Poesia serve pra quê, afinal? Na prática, nada. Mas imagina que horror viver num mundo onde só nos relacionamos com as coisas que servem para alguma coisa!? Uffff...

Voltando ao filme, O Grande Desafio foi inspirado em fatos reais e se passa no Texas, entre os anos de 1935 e 1936, quando o preconceito e a segregação racial eram ainda muito evidentes nos Estados Unidos (especialmente no sul) e se manifestavam em vários espaços sociais.

Começa alternando entre três cenas que dizem muito a respeito dos personagens principais: Samantha, a única mulher (e negra!) que se arriscará e conseguirá entrar no grupo, ansiando participar dos debates promovidos pelo professor Tolson; o discurso teológico do sr. Farmer na recepção dos calouros, discurso ao qual seu filho Farmer Jr. assiste emocionado; a festa da qual Henry participa, entre confusões das quais o professor Tolson o livra.

Tolson não é um professor convencional. Primeiramente, não se limita apenas ao âmbito da universidade, uma vez que participa de reuniões com agricultores na tentativa de ajudá-los a organizar sindicatos que os representem - o que, obviamente, não é visto com bom olhos, já que esse tipo de movimentação incomoda os poderosos. Sua principal missão é "ajudar o aluno a encontrar, recuperar e manter a mente", o que, entre altos e baixos, é capaz de realizar com maestria.

O filme trabalha com várias vertentes da argumentação, concedendo à palavra e ao discurso um papel importantíssimo. O debate, muito além do que uma busca por prêmios ou recompensas, é visto como uma perseguição da verdade. A grande vitória é conquistada pelo poder da persuasão, pela força e consistência dos argumentos - não impondo, mas expondo a verdade da situação injusta dos negros no pais.

Chamou minha atenção particularmente o uso de argumentos baseados em vivências nos debates. Em muitas cenas, vemos professor e alunos lendo ferozmente, estudando, preparando  minuciosamente seus argumentos acerca do tema a ser debatido. Utilizam frequentemente argumentos de autoridade (citação de fonte confiável, histórica, literária, mitológica, bíblica, etc). No entanto, em alguns casos, um argumento assentado numa experiência pessoal tem tanto ou mais potência do que aquele apenas teórico, fruto dos estudos.

A capacidade de transformar uma experiência pessoal em algo universal, ou seja, um único debatedor, tendo como arma apenas a palavra diante do auditório, representa, como indivíduo, todo um conjunto de negros que sofrem a violência, o sadismo e a arbitrariedade no contexto do filme.

Essa arbitrariedade tem presença muito forte em duas cenas: a que o sr.
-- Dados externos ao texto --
//! Pure helpers over candidate bitmasks.
//!
//! A cell's candidate set is a [`ValueMask`]: bit `v - 1` is set exactly
//! when value `v` is still possible. Everything here is a total function
//! with no side effects; an empty mask is a contradiction at the board
//! level, not an error here.

use rand::Rng;

/// A set of candidate values, one bit per value (bit `v - 1` ⇔ value `v`).
pub type ValueMask = u32;

/// Largest supported board size; the mask must leave room for the given bit.
pub const MAX_SIZE: usize = 31;

/// Number of set bits in `mask`.
#[inline]
pub fn popcount(mask: ValueMask) -> u32 {
    mask.count_ones()
}

/// The single-bit mask for a 1-based value.
#[inline]
pub fn value_bit(value: u32) -> ValueMask {
    1 << (value - 1)
}

/// The mask with all `size` low bits set.
#[inline]
pub fn all_values(size: usize) -> ValueMask {
    (1 << size) - 1
}

/// 1-based value of the lowest set bit. Callers must not pass an empty
/// mask where a value is expected.
#[inline]
pub fn min_value(mask: ValueMask) -> u32 {
    mask.trailing_zeros() + 1
}

/// 1-based value of the highest set bit.
#[inline]
pub fn max_value(mask: ValueMask) -> u32 {
    32 - mask.leading_zeros()
}

/// Whether `value` is present in `mask`.
#[inline]
pub fn has_value(mask: ValueMask, value: u32) -> bool {
    mask & value_bit(value) != 0
}

/// Folds a list of values into a mask.
pub fn values_mask(values: &[u32]) -> ValueMask {
    values.iter().fold(0, |mask, &value| mask | value_bit(value))
}

/// Ascending iterator over the values in a mask.
///
/// [`Values`] is `Clone`, so the sequence is finite and restartable: it is
/// a pure function of the mask it was built from.
pub fn values(mask: ValueMask) -> Values {
    Values { mask }
}

#[derive(Debug, Clone)]
pub struct Values {
    mask: ValueMask,
}

impl Iterator for Values {
    type Item = u32;

    fn next(&mut self) -> Option<u32> {
        if self.mask == 0 {
            return None;
        }
        let value = min_value(self.mask);
        self.mask ^= value_bit(value);
        Some(value)
    }

    fn size_hint(&self) -> (usize, Option<usize>) {
        let count = popcount(self.mask) as usize;
        (count, Some(count))
    }
}

impl ExactSizeIterator for Values {}

/// Uniformly selects one of the set values; sentinel 0 for an empty mask.
///
/// Consumed by the search driver when ordering guesses, never by
/// propagation itself.
pub fn random_value<R: Rng + ?Sized>(mask: ValueMask, rng: &mut R) -> u32 {
    if mask == 0 {
        return 0;
    }
    let index = rng.gen_range(0..popcount(mask));
    values(mask).nth(index as usize).unwrap_or(0)
}

/// Renders the values of a mask for diagnostics: digits run together on
/// single-digit boards, comma-separated once values can reach two digits.
pub fn mask_to_string(mask: ValueMask, size: usize) -> String {
    let separator = if size >= 10 { "," } else { "" };
    values(mask)
        .map(|value| value.to_string())
        .collect::<Vec<_>>()
        .join(separator)
}

#[cfg(test)]
mod tests {
    use pretty_assertions::assert_eq;
    use rand::SeedableRng;
    use rand_chacha::ChaCha8Rng;

    use super::*;

    #[test]
    fn popcount_counts_set_bits() {
        assert_eq!(popcount(0), 0);
        assert_eq!(popcount(0b1011), 3);
        assert_eq!(popcount(all_values(9)), 9);
    }

    #[test]
    fn min_and_max_value_are_one_based() {
        let mask = values_mask(&[3, 5, 8]);
        assert_eq!(min_value(mask), 3);
        assert_eq!(max_value(mask), 8);
        assert_eq!(min_value(value_bit(1)), 1);
        assert_eq!(max_value(value_bit(9)), 9);
    }

    #[test]
    fn has_value_matches_membership() {
        let mask = values_mask(&[2, 7]);
        assert!(has_value(mask, 2));
        assert!(has_value(mask, 7));
        assert!(!has_value(mask, 1));
        assert!(!has_value(mask, 9));
    }

    #[test]
    fn values_iterates_ascending_and_restarts() {
        let mask = values_mask(&[4, 1, 9]);
        let iter = values(mask);
        assert_eq!(iter.clone().collect::<Vec<_>>(), vec![1, 4, 9]);
        // A clone restarts from the same mask.
        assert_eq!(iter.collect::<Vec<_>>(), vec![1, 4, 9]);
        assert_eq!(values(0).count(), 0);
    }

    #[test]
    fn random_value_stays_inside_the_mask() {
        let mut rng = ChaCha8Rng::seed_from_u64(7);
        let mask = values_mask(&[2, 5, 6]);
        for _ in 0..64 {
            let value = random_value(mask, &mut rng);
            assert!(has_value(mask, value), "picked {value} outside the mask");
        }
    }

    #[test]
    fn random_value_on_empty_mask_is_sentinel_zero() {
        let mut rng = ChaCha8Rng::seed_from_u64(7);
        assert_eq!(random_value(0, &mut rng), 0);
    }

    #[test]
    fn mask_to_string_separates_large_boards() {
        let mask = values_mask(&[1, 3, 5]);
        assert_eq!(mask_to_string(mask, 9), "135");
        assert_eq!(mask_to_string(mask, 16), "1,3,5");
        assert_eq!(mask_to_string(0, 9), "");
    }

    #[test]
    fn all_values_sets_the_low_bits() {
        assert_eq!(all_values(4), 0b1111);
        assert_eq!(all_values(9), 0x1FF);
    }
}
Farmer atropela um porco na estrada e é humilhado por dois brancos, e a pior: a que o professor e equipe encontram um grupo de brancos que acabaram de torturar e enforcar um negro, num espetáculo macabro de crueldade sem razão. O sentimento dos protagonistas diante de tal barbaridade é de medo e vergonha. Não há mais nada que se possa sentir.

A cena causa grande impacto no pequeno Farmer Jr., o mais novo da equipe de debatedores. O garoto partira com notável otimismo de seu nicho de amor e proteção, simbolizado pela casa em que morava com os pais, a sua fonte de segurança. Por sua sagacidade acima da média, foi aceito no grupo de debatedores e até então ainda não havia, de fato, participado dos debates.

Contudo, o trauma da imagem que seus olhos avistaram na estrada - o negro enforcado - o havia debilitado emocionalmente. Tudo pareceu perder o sentido. Por que, afinal, estavam se sacrificando tanto, se, no final das contas, um negro podia ser castigado arbitrariamente? A lei era injusta. "A lei injusta não é lei". Mas o negro linchado estava lá. E nada poderia tirá-lo da sua cabeça naquele momento. Abalado pelas coisas terríveis que viu, o debatedor sente sua potência argumentativa falhar, e perde o debate.

O professor Tolson, apesar de todos os problemas que se vê obrigado a enfrentar ao longo da jornada do grupo, demonstra a força de um Anteu (mito, aliás, abordado no filme, e do qual pretendo falar em outra postagem por aqui). Cai, mas alimenta-se da terra-mãe e levanta-se fortalecido, tal qual o gigante. Sua competência intelectual, aliada à sua experiência e à sua profunda crença de que algo precisa ser feito para mudar a situação do negro no país, inspira os alunos e os estimula a continuar. Mostra-se um verdadeiro professor da vida. "Minha mensagem pra vocês é: jamais desistir!".